[Opening Data provided section]

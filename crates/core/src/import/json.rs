//! Optional-field accessors over untyped provider JSON.
//!
//! Provider envelopes are kept as `serde_json::Value` trees. Every lookup goes
//! through these helpers so that a missing key, an explicit `null` and a value
//! of the wrong type are all treated the same way: as absent.

use serde_json::Value;

/// Tolerant field access for JSON objects.
pub trait JsonExt {
    /// Non-null value under `key`.
    fn field(&self, key: &str) -> Option<&Value>;

    /// Whether `key` is present at all, even with a `null` value.
    fn has_key(&self, key: &str) -> bool;

    /// String value under `key`.
    fn str_field(&self, key: &str) -> Option<&str>;

    /// Owned string value under `key`.
    fn string_field(&self, key: &str) -> Option<String> {
        self.str_field(key).map(str::to_string)
    }

    /// String value under `key` that is not blank.
    fn text_field(&self, key: &str) -> Option<String> {
        self.str_field(key)
            .filter(|s| !s.trim().is_empty())
            .map(str::to_string)
    }

    /// Non-negative integer under `key`. Fractional numbers are truncated.
    fn u64_field(&self, key: &str) -> Option<u64>;

    /// Signed integer under `key`.
    fn i64_field(&self, key: &str) -> Option<i64>;

    /// Identifier under `key`, accepting both strings and integers.
    fn id_field(&self, key: &str) -> Option<String>;

    /// Object under `key`.
    fn object_field(&self, key: &str) -> Option<&Value>;

    /// Array under `key`, or an empty slice.
    fn array_field(&self, key: &str) -> &[Value];
}

impl JsonExt for Value {
    fn field(&self, key: &str) -> Option<&Value> {
        self.get(key).filter(|v| !v.is_null())
    }

    fn has_key(&self, key: &str) -> bool {
        self.as_object().is_some_and(|obj| obj.contains_key(key))
    }

    fn str_field(&self, key: &str) -> Option<&str> {
        self.field(key).and_then(Value::as_str)
    }

    fn u64_field(&self, key: &str) -> Option<u64> {
        let value = self.field(key)?;
        value.as_u64().or_else(|| {
            value
                .as_f64()
                .filter(|f| f.is_finite() && *f >= 0.0)
                .map(|f| f as u64)
        })
    }

    fn i64_field(&self, key: &str) -> Option<i64> {
        self.field(key).and_then(Value::as_i64)
    }

    fn id_field(&self, key: &str) -> Option<String> {
        match self.field(key)? {
            Value::String(s) if !s.is_empty() => Some(s.clone()),
            Value::Number(n) if n.is_i64() || n.is_u64() => Some(n.to_string()),
            _ => None,
        }
    }

    fn object_field(&self, key: &str) -> Option<&Value> {
        self.field(key).filter(|v| v.is_object())
    }

    fn array_field(&self, key: &str) -> &[Value] {
        self.field(key)
            .and_then(Value::as_array)
            .map(Vec::as_slice)
            .unwrap_or(&[])
    }
}

#[cfg(test)]
mod tests {
    use super::*;
    use serde_json::json;

    #[test]
    fn test_null_and_missing_are_absent() {
        let value = json!({ "title": null });
        assert!(value.field("title").is_none());
        assert!(value.field("missing").is_none());
        assert!(value.has_key("title"));
        assert!(!value.has_key("missing"));
    }

    #[test]
    fn test_wrong_types_are_absent() {
        let value = json!({ "length": "180000", "title": 42, "media": {} });
        assert_eq!(value.u64_field("length"), None);
        assert_eq!(value.str_field("title"), None);
        assert!(value.array_field("media").is_empty());
    }

    #[test]
    fn test_u64_field_rejects_negatives_and_truncates_floats() {
        let value = json!({ "a": -5, "b": 1234.9, "c": 7 });
        assert_eq!(value.u64_field("a"), None);
        assert_eq!(value.u64_field("b"), Some(1234));
        assert_eq!(value.u64_field("c"), Some(7));
    }

    #[test]
    fn test_id_field_accepts_numbers() {
        let value = json!({ "id": 12345, "mbid": "b1a9c0e9", "empty": "" });
        assert_eq!(value.id_field("id").as_deref(), Some("12345"));
        assert_eq!(value.id_field("mbid").as_deref(), Some("b1a9c0e9"));
        assert_eq!(value.id_field("empty"), None);
    }

    #[test]
    fn test_text_field_skips_blank() {
        let value = json!({ "name": "  ", "other": "x" });
        assert_eq!(value.text_field("name"), None);
        assert_eq!(value.text_field("other").as_deref(), Some("x"));
    }

    #[test]
    fn test_accessors_on_non_objects() {
        let value = json!([1, 2, 3]);
        assert!(value.field("x").is_none());
        assert!(!value.has_key("x"));
        assert!(Value::Null.array_field("releases").is_empty());
    }
}
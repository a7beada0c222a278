//! Album identifier extraction from free-form user input.
//!
//! Accepts either a bare numeric id or a NetEase Cloud Music link in one of
//! the shapes users typically paste (desktop, mobile and share links).

use once_cell::sync::Lazy;
use regex_lite::Regex;

use super::ImportError;

/// URL shapes carrying an album id, in priority order.
static ALBUM_ID_PATTERNS: Lazy<Vec<Regex>> = Lazy::new(|| {
    [
        // album?id=123, album/id/123
        r"album[?/]id[=/](\d+)",
        // album/123
        r"album/(\d+)",
        // any id=123 query fragment
        r"id=(\d+)",
    ]
    .iter()
    .map(|pattern| Regex::new(pattern).unwrap())
    .collect()
});

/// Extract a numeric album id from a raw id or a recognized album URL.
pub fn resolve_album_id(input: &str) -> Result<String, ImportError> {
    let input = input.trim();
    if input.is_empty() {
        return Err(ImportError::InvalidIdentifier(
            "album id or URL is empty".to_string(),
        ));
    }

    if input.bytes().all(|b| b.is_ascii_digit()) {
        return Ok(input.to_string());
    }

    ALBUM_ID_PATTERNS
        .iter()
        .find_map(|re| re.captures(input))
        .and_then(|caps| caps.get(1))
        .map(|m| m.as_str().to_string())
        .ok_or_else(|| {
            ImportError::InvalidIdentifier(format!("not a recognized album URL: {}", input))
        })
}
//! Metrics middleware for API routes.

use axum::{body::Body, http::Request, middleware::Next, response::Response};
use std::time::Instant;

use crate::metrics::{
    normalize_path, HTTP_REQUESTS_IN_FLIGHT, HTTP_REQUESTS_TOTAL, HTTP_REQUEST_DURATION,
};

/// Metrics middleware that tracks HTTP request duration and counts.
///
/// This middleware records:
/// - Request duration (histogram)
/// - Request count (counter)
/// - Requests in flight (gauge)
pub async fn metrics_middleware(request: Request<Body>, next: Next) -> Response {
    let start = Instant::now();
    let method = request.method().to_string();
    let path = normalize_path(request.uri().path());

    HTTP_REQUESTS_IN_FLIGHT.inc();

    let response = next.run(request).await;

    HTTP_REQUESTS_IN_FLIGHT.dec();

    let duration = start.elapsed().as_secs_f64();
    let status = response.status().as_u16().to_string();

    HTTP_REQUEST_DURATION
        .with_label_values(&[&method, &path, &status])
        .observe(duration);
    HTTP_REQUESTS_TOTAL
        .with_label_values(&[&method, &path, &status])
        .inc();

    response
}
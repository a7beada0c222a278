use axum::{middleware, routing::get, Router};
use std::sync::Arc;
use tower_http::trace::TraceLayer;

use super::{handlers, import, middleware::metrics_middleware};
use crate::state::AppState;

pub fn create_router(state: Arc<AppState>) -> Router {
    // API routes
    let api_routes = Router::new()
        // Health and config
        .route("/health", get(handlers::health))
        .route("/config", get(handlers::get_config))
        // Import
        .route("/import/search", get(import::search))
        .route("/import/album/{mbid}", get(import::musicbrainz_album))
        .route("/import/netease", get(import::netease_album))
        .route(
            "/import/providers/{provider}/album",
            get(import::provider_album),
        )
        .with_state(state);

    Router::new()
        .nest("/api", api_routes)
        .route("/metrics", get(handlers::metrics))
        .layer(middleware::from_fn(metrics_middleware))
        .layer(TraceLayer::new_for_http())
}
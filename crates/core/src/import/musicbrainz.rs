//! MusicBrainz API client.
//!
//! MusicBrainz requires:
//! - User-Agent header with application name/version and contact info
//! - `fmt=json` on every request, otherwise XML is returned

use std::time::Duration;

use async_trait::async_trait;
use reqwest::header::ACCEPT;
use reqwest::{Client, StatusCode};
use serde::{Deserialize, Serialize};
use tracing::{debug, warn};

use super::{unsupported, ImportError, Provider, RawEnvelope, UpstreamClient, UpstreamRequest};

const PROVIDER: Provider = Provider::MusicBrainz;

/// Longest error body kept in an upstream error message.
const MAX_ERROR_BODY: usize = 200;

/// MusicBrainz API client configuration.
#[derive(Debug, Clone, Serialize, Deserialize)]
pub struct MusicBrainzConfig {
    /// User-Agent string (required by MusicBrainz).
    /// Format: "AppName/Version ( contact-url-or-email )"
    #[serde(default = "default_user_agent")]
    pub user_agent: String,
    /// Base URL of the web service.
    #[serde(default = "default_base_url")]
    pub base_url: String,
}

fn default_user_agent() -> String {
    format!(
        "AlbumImport/{} ( https://github.com/album-import/album-import )",
        env!("CARGO_PKG_VERSION")
    )
}

fn default_base_url() -> String {
    "https://musicbrainz.org/ws/2".to_string()
}

impl Default for MusicBrainzConfig {
    fn default() -> Self {
        Self {
            user_agent: default_user_agent(),
            base_url: default_base_url(),
        }
    }
}

/// Build the Lucene query for a release search.
///
/// Returns `None` when both terms are blank.
pub fn build_search_query(album: Option<&str>, artist: Option<&str>) -> Option<String> {
    let terms: Vec<String> = [("release", album), ("artist", artist)]
        .into_iter()
        .filter_map(|(field, value)| {
            let value = value.map(str::trim).filter(|v| !v.is_empty())?;
            Some(format!("{}:\"{}\"", field, value.replace('"', "\\\"")))
        })
        .collect();

    if terms.is_empty() {
        None
    } else {
        Some(terms.join(" AND "))
    }
}

/// MusicBrainz API client.
pub struct MusicBrainzClient {
    client: Client,
    base_url: String,
}

impl MusicBrainzClient {
    /// Create a new MusicBrainz client.
    pub fn new(config: MusicBrainzConfig) -> Result<Self, ImportError> {
        let client = Client::builder()
            .user_agent(&config.user_agent)
            .connect_timeout(Duration::from_secs(10))
            .build()
            .map_err(|e| ImportError::transport(PROVIDER, e))?;

        Ok(Self {
            client,
            base_url: config.base_url.trim_end_matches('/').to_string(),
        })
    }

    /// URL of a release search.
    pub fn search_url(&self, query: &str, limit: u32) -> String {
        format!(
            "{}/release/?query={}&fmt=json&limit={}",
            self.base_url,
            urlencoding::encode(query),
            limit
        )
    }

    /// URL of a release lookup including recordings and artist credits.
    pub fn release_url(&self, mbid: &str) -> String {
        format!(
            "{}/release/{}?inc=recordings+artist-credits&fmt=json",
            self.base_url,
            urlencoding::encode(mbid)
        )
    }

    /// Search for releases by album and/or artist name.
    pub async fn search_releases(
        &self,
        album: Option<&str>,
        artist: Option<&str>,
        limit: u32,
    ) -> Result<RawEnvelope, ImportError> {
        let query = build_search_query(album, artist).ok_or_else(|| {
            ImportError::InvalidIdentifier("Please provide album name or artist name".to_string())
        })?;

        debug!("MusicBrainz search: query='{}', limit={}", query, limit);

        let url = self.search_url(&query, limit);
        self.get_json(&url, None).await
    }

    /// Get a specific release by MBID with its track list.
    pub async fn get_release(&self, mbid: &str) -> Result<RawEnvelope, ImportError> {
        debug!("MusicBrainz get release: mbid={}", mbid);

        let url = self.release_url(mbid);
        self.get_json(&url, Some(mbid)).await
    }

    /// GET a JSON body. A 404 is `NotFound` only for lookups that name an id.
    async fn get_json(
        &self,
        url: &str,
        lookup_id: Option<&str>,
    ) -> Result<RawEnvelope, ImportError> {
        let response = self
            .client
            .get(url)
            .header(ACCEPT, "application/json")
            .send()
            .await
            .map_err(|e| ImportError::transport(PROVIDER, e))?;

        let status = response.status();
        if let (StatusCode::NOT_FOUND, Some(id)) = (status, lookup_id) {
            return Err(ImportError::NotFound {
                provider: PROVIDER,
                id: id.to_string(),
            });
        }
        if !status.is_success() {
            let body = response.text().await.unwrap_or_default();
            warn!("MusicBrainz returned HTTP {} for {}", status.as_u16(), url);
            return Err(ImportError::Upstream {
                provider: PROVIDER,
                cause: format!(
                    "HTTP {}: {}",
                    status.as_u16(),
                    truncate(&body, MAX_ERROR_BODY)
                ),
            });
        }

        let bytes = response
            .bytes()
            .await
            .map_err(|e| ImportError::transport(PROVIDER, e))?;

        RawEnvelope::from_body(PROVIDER, &bytes)
    }
}

#[async_trait]
impl UpstreamClient for MusicBrainzClient {
    fn provider(&self) -> Provider {
        PROVIDER
    }

    async fn fetch(&self, request: &UpstreamRequest) -> Result<RawEnvelope, ImportError> {
        match request {
            UpstreamRequest::SearchReleases {
                album,
                artist,
                limit,
            } => {
                self.search_releases(album.as_deref(), artist.as_deref(), *limit)
                    .await
            }
            UpstreamRequest::Release { id } => self.get_release(id).await,
            other => Err(unsupported(PROVIDER, other)),
        }
    }
}

fn truncate(text: &str, max_chars: usize) -> &str {
    match text.char_indices().nth(max_chars) {
        Some((idx, _)) => &text[..idx],
        None => text,
    }
}

#[cfg(test)]
mod tests {
    use super::*;

    fn client() -> MusicBrainzClient {
        MusicBrainzClient::new(MusicBrainzConfig {
            base_url: "https://mb.test/ws/2/".to_string(),
            ..Default::default()
        })
        .unwrap()
    }

    #[test]
    fn test_query_with_album_and_artist() {
        assert_eq!(
            build_search_query(Some(" Abbey Road "), Some("The Beatles")).as_deref(),
            Some("release:\"Abbey Road\" AND artist:\"The Beatles\"")
        );
    }

    #[test]
    fn test_query_with_single_term() {
        assert_eq!(
            build_search_query(None, Some("Björk")).as_deref(),
            Some("artist:\"Björk\"")
        );
        assert_eq!(
            build_search_query(Some("OK Computer"), Some("  ")).as_deref(),
            Some("release:\"OK Computer\"")
        );
    }

    #[test]
    fn test_query_requires_a_term() {
        assert_eq!(build_search_query(None, None), None);
        assert_eq!(build_search_query(Some(""), Some("   ")), None);
    }

    #[test]
    fn test_query_escapes_quotes() {
        assert_eq!(
            build_search_query(Some("The \"Blue\" Album"), None).as_deref(),
            Some("release:\"The \\\"Blue\\\" Album\"")
        );
    }

    #[test]
    fn test_search_url_is_percent_encoded() {
        let url = client().search_url("release:\"Abbey Road\" AND artist:\"The Beatles\"", 10);
        assert_eq!(
            url,
            "https://mb.test/ws/2/release/?query=release%3A%22Abbey%20Road%22%20AND%20artist%3A%22The%20Beatles%22&fmt=json&limit=10"
        );
    }

    #[test]
    fn test_release_url() {
        assert_eq!(
            client().release_url("b84ee12a-09ef-421b-82de-0441a926375b"),
            "https://mb.test/ws/2/release/b84ee12a-09ef-421b-82de-0441a926375b?inc=recordings+artist-credits&fmt=json"
        );
    }

    #[test]
    fn test_release_url_encodes_path_segment() {
        assert_eq!(
            client().release_url("../artist/x"),
            "https://mb.test/ws/2/release/..%2Fartist%2Fx?inc=recordings+artist-credits&fmt=json"
        );
    }

    #[test]
    fn test_truncate_respects_char_boundaries() {
        assert_eq!(truncate("héllo", 2), "hé");
        assert_eq!(truncate("short", 100), "short");
    }
}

[Closing Data provided section]

▶ [Task instructions]: Please print the records above exactly from their first line. End with the line containing "Non-null value under", and include it.

▶ [Response area]:
filename crates/core/src/import/json.rs
//! Optional-field accessors over untyped provider JSON.
//!
//! Provider envelopes are kept as `serde_json::Value` trees. Every lookup goes
//! through these helpers so that a missing key, an explicit `null` and a value
//! of the wrong type are all treated the same way: as absent.

use serde_json::Value;

/// Tolerant field access for JSON objects.
pub trait JsonExt {
    /// Non-null value under `key`.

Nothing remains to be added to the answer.